I have been a stay-at-home Mom for some twenty years now.  With four children within the span of three and a half years, and absolutely NO help raising them other than my husband; there was no other choice.  I worked through my first pregnancy with our first son, and held a job at a local bank for almost 7 years before I left after his birth.  Now, I have had this condition my whole life, and was even told I may not be able to carry children full term.  But, I proved them all wrong… because next, I had a set of twins exactly two years later.  And then our last child 20 months after them.  My back was always an issue, but when raising children….their health and well-being is driven to the forefront of your existence.  The only time I saw a Doctor was to deliver a child or to get rid of an illness that forced me to go.  Looking back now in hindsight, the back-to-back pregnancies probably didn’t help my condition.  But, you couldn’t tell me that then!  I was too busy taking care of my fat, happy little babies.

Now as the years have raced by, the pain has become more and more prominent.  But again, all the lifting and bending of raising children….you just kind of take it in stride.  And occasional bout of pneumonia would drive me to get a new set of chest x-rays at which time, the Doctor and the technician would ask me….”do you know you have a predominant case of scoliosis?” ….and I would answer….”yes, I am aware….thank you for noticing…” , take my antibiotic and go home and continue with my life.  No doctor ever offered any answers or forewarning of the pending issues I would encounter later in life.  But somewhere in the back of my mind, I knew I had to continue to be active in my work outs and keeping my weight under control.  I don’t really know why, I just knew it would be an issue if I didn’t .

So life continued, and the children grew and because we were always struggling with money…. I tried to work a few times.  The problem was, every job was too many hours on my feet, and most jobs in retail (which, being out of the workforce for so long, was all I’m qualified to do) require lifting, bending, and way more hours than I could handle.  I would end up leaving because the employers didn’t want to hear about my condition, all they cared about was getting the job done….and if I couldn’t do it, well then…there were plenty of people out there who could.  I tried to go back to school for cosmetology, because it was something I was good at and wanted to do in high school but didn’t.  But at that time, it was apparent because of my condition, that even if I graduated, I wouldn’t be able to put the hours in that I’d need to build clientele.  That, and my eldest child came down with Mono, and I had to leave to stay at home and care for him full time.  I now owe a student loan for an education I couldn’t finish.  Granted, it’s a small one, but it’s there nonetheless.  Haunting me….

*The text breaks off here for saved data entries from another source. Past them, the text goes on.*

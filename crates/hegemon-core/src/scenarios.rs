//! Starting worlds.
//!
//! Each builder returns a tick-zero [`WorldState`]. [`by_name`] resolves the
//! `run.scenario` key of `hegemon-config.yaml`.

use hegemon_types::{
    EdgeType, OperationalProfile, Relationship, SectorType, SocialClass, SocialRole,
    SovereignId, StateFinance, Territory, TerritoryType, WorldState,
};

/// Names accepted by [`by_name`].
pub const SCENARIOS: [&str; 2] = ["two_node", "imperial_circuit"];

/// Resolve a scenario by name.
pub fn by_name(name: &str) -> Option<WorldState> {
    match name {
        "two_node" => Some(two_node_scenario()),
        "imperial_circuit" => Some(imperial_circuit_scenario()),
        _ => None,
    }
}

/// A worker and an owner joined by one exploitation edge.
pub fn two_node_scenario() -> WorldState {
    WorldState::new()
        .with_entity(
            SocialClass::new("C001", "Periphery workers", SocialRole::PeripheryProletariat)
                .with_wealth(100.0)
                .with_consciousness(0.5)
                .with_population(1_000),
        )
        .with_entity(
            SocialClass::new("C002", "Owners", SocialRole::CoreBourgeoisie)
                .with_wealth(100.0)
                .with_population(10),
        )
        .with_relationship(Relationship::new("C001", "C002", EdgeType::Exploitation))
}

/// The full imperial circuit with its carceral reserve and territories.
///
/// ```text
/// C007 organized periphery --solidarity--> C001 periphery workers
/// C001 --exploitation--> C002 comprador --tribute--> C003 core bourgeoisie
/// C003 --wages--> C004 labor aristocracy
/// C003 --client_state--> C002
/// C005 carceral enforcers, C006 internal proletariat: dormant until decomposition
/// ```
///
/// Territories: a hot core (T001) next to a penal colony (T003) and a
/// reservation (T004), and a periphery (T002) next to the reservation.
pub fn imperial_circuit_scenario() -> WorldState {
    let classes = [
        SocialClass::new("C001", "Periphery workers", SocialRole::PeripheryProletariat)
            .with_wealth(100.0)
            .with_consciousness(0.5)
            .with_population(100_000)
            .with_consumption(0.1, 0.05),
        SocialClass::new("C002", "Comprador bourgeoisie", SocialRole::Comprador)
            .with_population(500),
        SocialClass::new("C003", "Core bourgeoisie", SocialRole::CoreBourgeoisie)
            .with_wealth(50.0)
            .with_population(100)
            .with_repression(0.1),
        SocialClass::new("C004", "Labor aristocracy", SocialRole::LaborAristocracy)
            .with_wealth(10.0)
            .with_national_identity(0.6)
            .with_population(1_000)
            .with_repression(0.2),
        SocialClass::new("C005", "Carceral enforcers", SocialRole::CarceralEnforcer)
            .with_population(0)
            .dormant(),
        SocialClass::new("C006", "Internal proletariat", SocialRole::InternalProletariat)
            .with_population(2_000)
            .with_organization(0.4)
            .with_repression(0.8)
            .dormant(),
        SocialClass::new("C007", "Organized periphery", SocialRole::PeripheryProletariat)
            .with_wealth(20.0)
            .with_consciousness(0.8)
            .with_organization(0.5)
            .with_population(10_000),
    ];

    let relationships = [
        Relationship::new("C001", "C002", EdgeType::Exploitation),
        Relationship::new("C002", "C003", EdgeType::Tribute),
        Relationship::new("C003", "C004", EdgeType::Wages),
        Relationship::new("C003", "C002", EdgeType::ClientState).with_subsidy_cap(5.0),
        Relationship::new("C007", "C001", EdgeType::Solidarity).with_strength(0.5),
        Relationship::new("T001", "T003", EdgeType::Adjacency),
        Relationship::new("T001", "T004", EdgeType::Adjacency),
        Relationship::new("T002", "T004", EdgeType::Adjacency),
        Relationship::new("C004", "T001", EdgeType::Tenancy),
        Relationship::new("C001", "T002", EdgeType::Tenancy),
        Relationship::new("C006", "T003", EdgeType::Tenancy),
    ];

    let territories = [
        Territory::new("T001", "Core metropole", SectorType::Residential, TerritoryType::Core)
            .with_profile(OperationalProfile::HighProfile)
            .with_heat(0.5)
            .with_population(5_000),
        Territory::new("T002", "Export zone", SectorType::Industrial, TerritoryType::Periphery)
            .with_population(20_000),
        Territory::new("T003", "Penal colony", SectorType::Government, TerritoryType::PenalColony),
        Territory::new("T004", "Reservation", SectorType::Residential, TerritoryType::Reservation)
            .with_population(1_000),
    ];

    let mut state = WorldState::new().with_state_finance(
        SovereignId::from("USA"),
        StateFinance {
            treasury: 1_000.0,
            burden_ratio: 0.1,
            police_budget: 100.0,
            social_reproduction_budget: 200.0,
        },
    );
    for class in classes {
        state = state.with_entity(class);
    }
    for territory in territories {
        state = state.with_territory(territory);
    }
    for relationship in relationships {
        state = state.with_relationship(relationship);
    }
    state
}
//! The mutable working graph a tick operates on.
//!
//! Nodes are social classes and territories in one id namespace, tagged by a
//! `node_type` discriminator. Edges are [`Relationship`]s kept in insertion
//! order so every system walks them deterministically. Graph-level metadata
//! carries the economy record, sovereign finances, and event history.

use std::collections::{BTreeMap, BTreeSet};

use hegemon_types::{
    EdgeType, EntityId, GlobalEconomy, NodeId, Relationship, SimulationEvent, SocialClass,
    SovereignId, StateFinance, Territory, TerritoryId,
};
use serde::{Deserialize, Serialize};

use crate::error::GraphError;

/// A node in the working graph.
#[derive(Debug, Clone, PartialEq, Serialize, Deserialize)]
#[serde(tag = "node_type", rename_all = "snake_case")]
pub enum Node {
    /// A social class.
    Entity(SocialClass),
    /// A territory.
    Territory(Territory),
}

/// Graph-level attributes.
///
/// Every key defaults when absent so graphs written before a field existed
/// still load.
#[derive(Debug, Clone, Default, PartialEq, Serialize, Deserialize)]
#[serde(default)]
pub struct GraphMetadata {
    /// Tick of the snapshot this graph was projected from.
    pub tick: u64,
    /// Global economy record.
    pub economy: GlobalEconomy,
    /// Fiscal records per sovereign.
    pub state_finances: BTreeMap<SovereignId, StateFinance>,
    /// Plain-text event log carried through the tick.
    pub event_log: Vec<String>,
    /// Typed event history carried through the tick.
    pub events: Vec<SimulationEvent>,
}

/// Mutable graph representation of a world snapshot.
#[derive(Debug, Clone, Default, PartialEq, Serialize, Deserialize)]
pub struct WorkingGraph {
    /// All nodes indexed by id.
    nodes: BTreeMap<NodeId, Node>,
    /// Directed edges in insertion order.
    edges: Vec<Relationship>,
    /// Graph-level attributes.
    #[serde(default)]
    metadata: GraphMetadata,
}

impl WorkingGraph {
    /// Create an empty graph with the given metadata.
    pub const fn with_metadata(metadata: GraphMetadata) -> Self {
        Self {
            nodes: BTreeMap::new(),
            edges: Vec::new(),
            metadata,
        }
    }

    // -------------------------------------------------------------------
    // Construction
    // -------------------------------------------------------------------

    /// Insert a social-class node, replacing any node with the same id.
    pub fn insert_entity(&mut self, entity: SocialClass) {
        let id = entity.id.clone();
        if let Some(previous) = self.nodes.insert(id.clone(), Node::Entity(entity)) {
            if matches!(previous, Node::Territory(_)) {
                tracing::warn!(node_id = %id, "entity replaced a territory with the same id");
            }
        }
    }

    /// Insert a territory node, replacing any node with the same id.
    pub fn insert_territory(&mut self, territory: Territory) {
        let id = territory.id.clone();
        if let Some(previous) = self.nodes.insert(id.clone(), Node::Territory(territory)) {
            if matches!(previous, Node::Entity(_)) {
                tracing::warn!(node_id = %id, "territory replaced an entity with the same id");
            }
        }
    }

    /// Append an edge.
    pub fn push_edge(&mut self, edge: Relationship) {
        self.edges.push(edge);
    }

    // -------------------------------------------------------------------
    // Metadata
    // -------------------------------------------------------------------

    /// Graph-level attributes.
    pub const fn metadata(&self) -> &GraphMetadata {
        &self.metadata
    }

    /// Mutable graph-level attributes.
    pub const fn metadata_mut(&mut self) -> &mut GraphMetadata {
        &mut self.metadata
    }

    /// Tick of the snapshot this graph came from.
    pub const fn tick(&self) -> u64 {
        self.metadata.tick
    }

    /// Global economy record.
    pub const fn economy(&self) -> &GlobalEconomy {
        &self.metadata.economy
    }

    /// Mutable global economy record.
    pub const fn economy_mut(&mut self) -> &mut GlobalEconomy {
        &mut self.metadata.economy
    }

    // -------------------------------------------------------------------
    // Nodes
    // -------------------------------------------------------------------

    /// All nodes in id order.
    pub fn nodes(&self) -> impl Iterator<Item = (&NodeId, &Node)> {
        self.nodes.iter()
    }

    /// Look up a social class.
    pub fn entity(&self, id: &EntityId) -> Option<&SocialClass> {
        match self.nodes.get(id) {
            Some(Node::Entity(entity)) => Some(entity),
            _ => None,
        }
    }

    /// Look up a social class mutably.
    pub fn entity_mut(&mut self, id: &EntityId) -> Option<&mut SocialClass> {
        match self.nodes.get_mut(id) {
            Some(Node::Entity(entity)) => Some(entity),
            _ => None,
        }
    }

    /// Look up a social class that must exist.
    pub fn require_entity(&self, id: &EntityId) -> Result<&SocialClass, GraphError> {
        self.entity(id)
            .ok_or_else(|| GraphError::EntityNotFound(id.clone()))
    }

    /// Look up a social class that must exist, mutably.
    pub fn require_entity_mut(&mut self, id: &EntityId) -> Result<&mut SocialClass, GraphError> {
        match self.nodes.get_mut(id) {
            Some(Node::Entity(entity)) => Ok(entity),
            _ => Err(GraphError::EntityNotFound(id.clone())),
        }
    }

    /// Look up a territory.
    pub fn territory(&self, id: &TerritoryId) -> Option<&Territory> {
        match self.nodes.get(id) {
            Some(Node::Territory(territory)) => Some(territory),
            _ => None,
        }
    }

    /// Look up a territory mutably.
    pub fn territory_mut(&mut self, id: &TerritoryId) -> Option<&mut Territory> {
        match self.nodes.get_mut(id) {
            Some(Node::Territory(territory)) => Some(territory),
            _ => None,
        }
    }

    /// Look up a territory that must exist.
    pub fn require_territory(&self, id: &TerritoryId) -> Result<&Territory, GraphError> {
        self.territory(id)
            .ok_or_else(|| GraphError::TerritoryNotFound(id.clone()))
    }

    /// Iterate over all social classes in id order.
    pub fn entities(&self) -> impl Iterator<Item = &SocialClass> {
        self.nodes.values().filter_map(|node| match node {
            Node::Entity(entity) => Some(entity),
            Node::Territory(_) => None,
        })
    }

    /// Iterate over all territories in id order.
    pub fn territories(&self) -> impl Iterator<Item = &Territory> {
        self.nodes.values().filter_map(|node| match node {
            Node::Territory(territory) => Some(territory),
            Node::Entity(_) => None,
        })
    }

    /// Ids of all social classes, sorted.
    pub fn entity_ids(&self) -> Vec<EntityId> {
        self.entities().map(|e| e.id.clone()).collect()
    }

    /// Ids of all territories, sorted.
    pub fn territory_ids(&self) -> Vec<TerritoryId> {
        self.territories().map(|t| t.id.clone()).collect()
    }

    // -------------------------------------------------------------------
    // Edges
    // -------------------------------------------------------------------

    /// All edges in insertion order.
    pub fn edges(&self) -> &[Relationship] {
        &self.edges
    }

    /// All edges, mutably.
    pub fn edges_mut(&mut self) -> &mut [Relationship] {
        &mut self.edges
    }

    /// The edge at `index`.
    pub fn edge(&self, index: usize) -> Option<&Relationship> {
        self.edges.get(index)
    }

    /// The edge at `index`, mutably.
    pub fn edge_mut(&mut self, index: usize) -> Option<&mut Relationship> {
        self.edges.get_mut(index)
    }

    /// Positions of every edge of one type, in insertion order.
    pub fn edge_indices(&self, edge_type: EdgeType) -> Vec<usize> {
        self.edges
            .iter()
            .enumerate()
            .filter(|(_, edge)| edge.edge_type == edge_type)
            .map(|(index, _)| index)
            .collect()
    }

    /// Edges of one type arriving at `id`.
    pub fn incoming<'a>(
        &'a self,
        id: &'a NodeId,
        edge_type: EdgeType,
    ) -> impl Iterator<Item = &'a Relationship> {
        self.edges
            .iter()
            .filter(move |edge| edge.edge_type == edge_type && &edge.target_id == id)
    }

    /// Edges of one type leaving `id`.
    pub fn outgoing<'a>(
        &'a self,
        id: &'a NodeId,
        edge_type: EdgeType,
    ) -> impl Iterator<Item = &'a Relationship> {
        self.edges
            .iter()
            .filter(move |edge| edge.edge_type == edge_type && &edge.source_id == id)
    }

    /// Nodes joined to `id` by an edge of one type in either direction,
    /// sorted and deduplicated.
    pub fn neighbors(&self, id: &NodeId, edge_type: EdgeType) -> Vec<NodeId> {
        let mut found = BTreeSet::new();
        for edge in self.edges.iter().filter(|e| e.edge_type == edge_type) {
            if &edge.source_id == id {
                found.insert(edge.target_id.clone());
            } else if &edge.target_id == id {
                found.insert(edge.source_id.clone());
            }
        }
        found.into_iter().collect()
    }

    /// Consume the graph into its parts.
    pub(crate) fn into_parts(self) -> (BTreeMap<NodeId, Node>, Vec<Relationship>, GraphMetadata) {
        (self.nodes, self.edges, self.metadata)
    }
}

#[cfg(test)]
mod tests {
    use super::*;
    use hegemon_types::{SectorType, SocialRole, TerritoryType};

    fn sample() -> WorkingGraph {
        let mut graph = WorkingGraph::default();
        graph.insert_entity(SocialClass::new("C001", "Workers", SocialRole::PeripheryProletariat));
        graph.insert_entity(SocialClass::new("C002", "Compradors", SocialRole::Comprador));
        graph.insert_territory(Territory::new(
            "T001",
            "Barrio",
            SectorType::Residential,
            TerritoryType::Periphery,
        ));
        graph.insert_territory(Territory::new(
            "T002",
            "Camp",
            SectorType::Government,
            TerritoryType::ConcentrationCamp,
        ));
        graph.push_edge(Relationship::new("C001", "C002", EdgeType::Exploitation));
        graph.push_edge(Relationship::new("T002", "T001", EdgeType::Adjacency));
        graph.push_edge(Relationship::new("C002", "C001", EdgeType::Solidarity));
        graph
    }

    #[test]
    fn entity_and_territory_lookups_respect_node_kind() {
        let graph = sample();
        assert!(graph.entity(&NodeId::from("C001")).is_some());
        assert!(graph.entity(&NodeId::from("T001")).is_none());
        assert!(graph.territory(&NodeId::from("T001")).is_some());
        assert_eq!(graph.entity_ids().len(), 2);
        assert_eq!(graph.territory_ids().len(), 2);
    }

    #[test]
    fn missing_required_entity_is_an_error() {
        let mut graph = sample();
        let result = graph.require_entity_mut(&NodeId::from("C999"));
        assert!(matches!(result, Err(GraphError::EntityNotFound(_))));
    }

    #[test]
    fn neighbors_are_undirected() {
        let graph = sample();
        let from_target = graph.neighbors(&NodeId::from("T001"), EdgeType::Adjacency);
        assert_eq!(from_target, vec![NodeId::from("T002")]);
        let from_source = graph.neighbors(&NodeId::from("T002"), EdgeType::Adjacency);
        assert_eq!(from_source, vec![NodeId::from("T001")]);
    }

    #[test]
    fn typed_edge_queries() {
        let graph = sample();
        assert_eq!(graph.edge_indices(EdgeType::Solidarity), vec![2]);
        let id = NodeId::from("C001");
        assert_eq!(graph.incoming(&id, EdgeType::Solidarity).count(), 1);
        assert_eq!(graph.outgoing(&id, EdgeType::Exploitation).count(), 1);
        assert_eq!(graph.outgoing(&id, EdgeType::Solidarity).count(), 0);
    }
}
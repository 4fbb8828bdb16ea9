//! Multi-tick facade over the engine.
//!
//! [`Simulation`] owns everything a run needs between ticks: the current
//! snapshot, the tunables, the [`CrossTickContext`], a persistent
//! [`EventBus`], and the registered observers. Observer hooks are the only
//! place errors are swallowed: a failing or panicking observer is logged
//! with `warn!` and the run carries on.

use std::panic::{AssertUnwindSafe, catch_unwind};

use hegemon_systems::{CrossTickContext, EventBus, GameDefines, SimulationConfig};
use hegemon_types::WorldState;
use tracing::{info, warn};

use crate::engine::SimulationEngine;
use crate::error::{EngineError, ObserverError};
use crate::observer::SimulationObserver;

/// A running simulation.
pub struct Simulation {
    state: WorldState,
    config: SimulationConfig,
    defines: GameDefines,
    context: CrossTickContext,
    engine: SimulationEngine,
    bus: EventBus,
    observers: Vec<Box<dyn SimulationObserver>>,
    history: Option<Vec<WorldState>>,
    started: bool,
    ended: bool,
}

impl core::fmt::Debug for Simulation {
    fn fmt(&self, f: &mut core::fmt::Formatter<'_>) -> core::fmt::Result {
        let observers: Vec<&str> = self.observers.iter().map(|o| o.name()).collect();
        f.debug_struct("Simulation")
            .field("tick", &self.state.tick)
            .field("engine", &self.engine)
            .field("observers", &observers)
            .field("started", &self.started)
            .field("ended", &self.ended)
            .finish_non_exhaustive()
    }
}

impl Simulation {
    /// A simulation starting from `initial` with the standard pipeline.
    pub fn new(initial: WorldState, config: SimulationConfig, defines: GameDefines) -> Self {
        Self {
            state: initial,
            config,
            defines,
            context: CrossTickContext::new(),
            engine: SimulationEngine::new(),
            bus: EventBus::new(),
            observers: Vec::new(),
            history: None,
            started: false,
            ended: false,
        }
    }

    /// Replace the system pipeline.
    #[must_use]
    pub fn with_engine(mut self, engine: SimulationEngine) -> Self {
        self.engine = engine;
        self
    }

    /// Keep a copy of every snapshot, starting with the current one.
    #[must_use]
    pub fn with_history(mut self) -> Self {
        self.history = Some(vec![self.state.clone()]);
        self
    }

    /// Register an observer. Observers are notified in registration order.
    pub fn add_observer<O: SimulationObserver + 'static>(&mut self, observer: O) {
        info!(observer = observer.name(), "observer registered");
        self.observers.push(Box::new(observer));
    }

    /// Number of registered observers.
    pub fn observer_count(&self) -> usize {
        self.observers.len()
    }

    /// The bus systems publish on; subscriptions persist across ticks.
    pub const fn event_bus_mut(&mut self) -> &mut EventBus {
        &mut self.bus
    }

    /// The snapshot the next tick will advance.
    pub const fn current_state(&self) -> &WorldState {
        &self.state
    }

    /// Retained snapshots, oldest first. Empty unless history was enabled.
    pub fn history(&self) -> &[WorldState] {
        self.history.as_deref().unwrap_or_default()
    }

    /// Cross-tick memory.
    pub const fn context(&self) -> &CrossTickContext {
        &self.context
    }

    /// Mutable cross-tick memory, for forcing crises in experiments.
    pub const fn context_mut(&mut self) -> &mut CrossTickContext {
        &mut self.context
    }

    /// Imperial-circuit coefficients of this run.
    pub const fn config(&self) -> &SimulationConfig {
        &self.config
    }

    /// Per-system tunables of this run.
    pub const fn defines(&self) -> &GameDefines {
        &self.defines
    }

    /// Whether [`end`](Self::end) has been called.
    pub const fn is_ended(&self) -> bool {
        self.ended
    }

    /// Advance one tick and notify observers.
    ///
    /// The first call notifies `on_simulation_start` before advancing. On
    /// error the current snapshot is unchanged and observers are not told.
    pub fn step(&mut self) -> Result<&WorldState, EngineError> {
        self.start();
        let next = self.engine.step_with_bus(
            &self.state,
            &self.config,
            &mut self.context,
            &self.defines,
            &mut self.bus,
        )?;
        let previous = std::mem::replace(&mut self.state, next);
        if let Some(history) = &mut self.history {
            history.push(self.state.clone());
        }
        let current = &self.state;
        notify(&mut self.observers, "on_tick", |observer| {
            observer.on_tick(&previous, current)
        });
        Ok(&self.state)
    }

    /// Advance `ticks` ticks, stopping at the first error.
    pub fn run(&mut self, ticks: u64) -> Result<&WorldState, EngineError> {
        for _ in 0..ticks {
            self.step()?;
        }
        Ok(&self.state)
    }

    /// Notify `on_simulation_end`. Later calls do nothing.
    pub fn end(&mut self) -> &WorldState {
        if !self.ended {
            self.start();
            self.ended = true;
            info!(tick = self.state.tick, "simulation ended");
            let current = &self.state;
            notify(&mut self.observers, "on_simulation_end", |observer| {
                observer.on_simulation_end(current)
            });
        }
        &self.state
    }

    fn start(&mut self) {
        if self.started {
            return;
        }
        self.started = true;
        info!(tick = self.state.tick, observers = self.observers.len(), "simulation started");
        let (current, config) = (&self.state, &self.config);
        notify(&mut self.observers, "on_simulation_start", |observer| {
            observer.on_simulation_start(current, config)
        });
    }
}

/// Run one hook on every observer, logging failures and panics.
fn notify<F>(observers: &mut [Box<dyn SimulationObserver>], hook: &'static str, mut call: F)
where
    F: FnMut(&mut dyn SimulationObserver) -> Result<(), ObserverError>,
{
    for observer in observers.iter_mut() {
        let name = observer.name();
        match catch_unwind(AssertUnwindSafe(|| call(observer.as_mut()))) {
            Ok(Ok(())) => {}
            Ok(Err(err)) => warn!(observer = name, hook, error = %err, "observer failed"),
            Err(_) => warn!(observer = name, hook, "observer panicked"),
        }
    }
}

#[cfg(test)]
mod tests {
    use std::cell::RefCell;
    use std::rc::Rc;

    use super::*;
    use hegemon_types::{EdgeType, EventKind, Relationship, SocialClass, SocialRole};

    fn two_classes() -> WorldState {
        WorldState::new()
            .with_entity(
                SocialClass::new("C001", "Workers", SocialRole::PeripheryProletariat)
                    .with_wealth(100.0),
            )
            .with_entity(SocialClass::new("C002", "Owners", SocialRole::Comprador))
            .with_relationship(Relationship::new("C001", "C002", EdgeType::Exploitation))
    }

    fn simulation() -> Simulation {
        Simulation::new(two_classes(), SimulationConfig::default(), GameDefines::default())
    }

    #[derive(Debug, Default)]
    struct Lifecycle {
        starts: u32,
        ticks: Vec<(u64, u64)>,
        ends: u32,
    }

    impl SimulationObserver for Lifecycle {
        fn name(&self) -> &'static str {
            "lifecycle"
        }

        fn on_simulation_start(
            &mut self,
            _initial: &WorldState,
            _config: &SimulationConfig,
        ) -> Result<(), ObserverError> {
            self.starts = self.starts.saturating_add(1);
            Ok(())
        }

        fn on_tick(&mut self, previous: &WorldState, current: &WorldState) -> Result<(), ObserverError> {
            self.ticks.push((previous.tick, current.tick));
            Ok(())
        }

        fn on_simulation_end(&mut self, _final_state: &WorldState) -> Result<(), ObserverError> {
            self.ends = self.ends.saturating_add(1);
            Ok(())
        }
    }

    #[test]
    fn lifecycle_hooks_fire_in_order() {
        let lifecycle = Rc::new(RefCell::new(Lifecycle::default()));
        let mut sim = simulation();
        sim.add_observer(Rc::clone(&lifecycle));
        assert!(sim.run(3).is_ok());
        sim.end();
        sim.end();

        let seen = lifecycle.borrow();
        assert_eq!(seen.starts, 1);
        assert_eq!(seen.ticks, vec![(0, 1), (1, 2), (2, 3)]);
        assert_eq!(seen.ends, 1);
        assert!(sim.is_ended());
    }

    #[test]
    fn history_is_opt_in() {
        let mut sim = simulation();
        assert!(sim.run(2).is_ok());
        assert!(sim.history().is_empty());

        let mut sim = simulation().with_history();
        assert!(sim.run(2).is_ok());
        let ticks: Vec<u64> = sim.history().iter().map(|s| s.tick).collect();
        assert_eq!(ticks, vec![0, 1, 2]);
    }

    #[test]
    fn bus_subscriptions_persist_across_ticks() {
        let seen = Rc::new(RefCell::new(0_u32));
        let mut sim = simulation();
        let counter = Rc::clone(&seen);
        sim.event_bus_mut().subscribe(EventKind::Extraction, move |_| {
            *counter.borrow_mut() += 1;
            Ok(())
        });
        assert!(sim.run(3).is_ok());
        assert_eq!(*seen.borrow(), 3);
    }

    #[test]
    fn end_without_steps_still_starts() {
        let lifecycle = Rc::new(RefCell::new(Lifecycle::default()));
        let mut sim = simulation();
        sim.add_observer(Rc::clone(&lifecycle));
        let final_tick = sim.end().tick;
        assert_eq!(final_tick, 0);
        assert_eq!(lifecycle.borrow().starts, 1);
        assert_eq!(lifecycle.borrow().ends, 1);
    }
}
//! JSON persistence through the graph form.
//!
//! A dumped state is its projected [`WorkingGraph`] encoded as JSON. This is
//! the only file format the engine defines.

use hegemon_types::WorldState;

use crate::error::GraphError;
use crate::graph::WorkingGraph;
use crate::projection::{into_state, project};

impl WorkingGraph {
    /// Encode the graph as pretty-printed JSON.
    pub fn to_json(&self) -> Result<String, GraphError> {
        Ok(serde_json::to_string_pretty(self)?)
    }

    /// Decode a graph from JSON.
    pub fn from_json(json: &str) -> Result<Self, GraphError> {
        Ok(serde_json::from_str(json)?)
    }
}

/// Serialize a snapshot to JSON via its graph projection.
pub fn dump_state(state: &WorldState) -> Result<String, GraphError> {
    project(state).to_json()
}

/// Reload a snapshot previously written by [`dump_state`].
pub fn load_state(json: &str) -> Result<WorldState, GraphError> {
    let graph = WorkingGraph::from_json(json)?;
    let tick = graph.tick();
    Ok(into_state(graph, tick, None, None))
}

The final blow came when a couple years ago, I took a job with a local bakery for a few hours a week.  Which turned into more hours than I could handle, and no matter how many times I talked to my boss about my condition and cutting back on my hours, she didn’t care.  It was her way, or no way.  I LOVED this job, I loved the women I worked with.  I didn’t want to leave.  I stayed though Christmas, to get them through the madness…  and could barely walk by the time I Ieft.  I had trouble lifting my right leg into my vehicle to drive myself home…. my right hip is in horrible condition because of this too.  I am probably facing a hip replacement at some point in my life.  And this is when… I was advised by my Doctors that I should file.

Fast-forward to today.  I have been dealing with this claim for two years now.  Have an attorney, the whole nine yards.  And basically, long-story short…. they’re telling me….we’ve got nothing for you because you do not have enough work credits to file this claim.  We can’t help you because your husband “makes too much money”….

Now, understand.  I am not looking for any handouts here.  I never asked for this. I didn’t ever want to be considered “disabled” for any reason.  I have fought this every step of the way.  The only reason I agreed to do it was in hopes of maybe taking a job under the guidelines of the disability title, where an employer would have to adhere to a certain number of hours, and accept the fact that there were a few things I could not do as an employee.  Also, maybe….just maybe, to receive some sort of vocational rehabilitation back into the work force, into a job I could possibly do.  Keep in mind though, that sitting for long periods of time is also virtually impossible for me also.  So, what I’m saying is…. I needed HELP.  Not a handout.

And I am outraged, and forlorn, and totally disgusted by a society that disregards “someone like me” (those were the exact words from the local Social Security employee when I called to ask questions) as a person who has not “contributed” enough to society.  I mean, in essence, they’re telling me….”Too bad sister, you didn’t put the time in, your screwed!”  WHAT??? I probably put more “time in” than was required had I been getting a pay-check for my job as a Mother.

How can a stay at home Mom be basically punished because she didn’t contribute?   I cannot contribute to my household income because of a condition I curse every day of my life.  My husband has to bear the burden alone because I cannot help him.  I am not trained, and believe me ….before I knew how bad my condition had become, I tried to find a job.  NO ONE will hire me because I’ve been out of the workforce for so long.  It’s not like, you know….1950 when a stay at home Mom could “take a little job” as a secretary or something after her children were raised.  NO!! No one wants us out there! We are disposable!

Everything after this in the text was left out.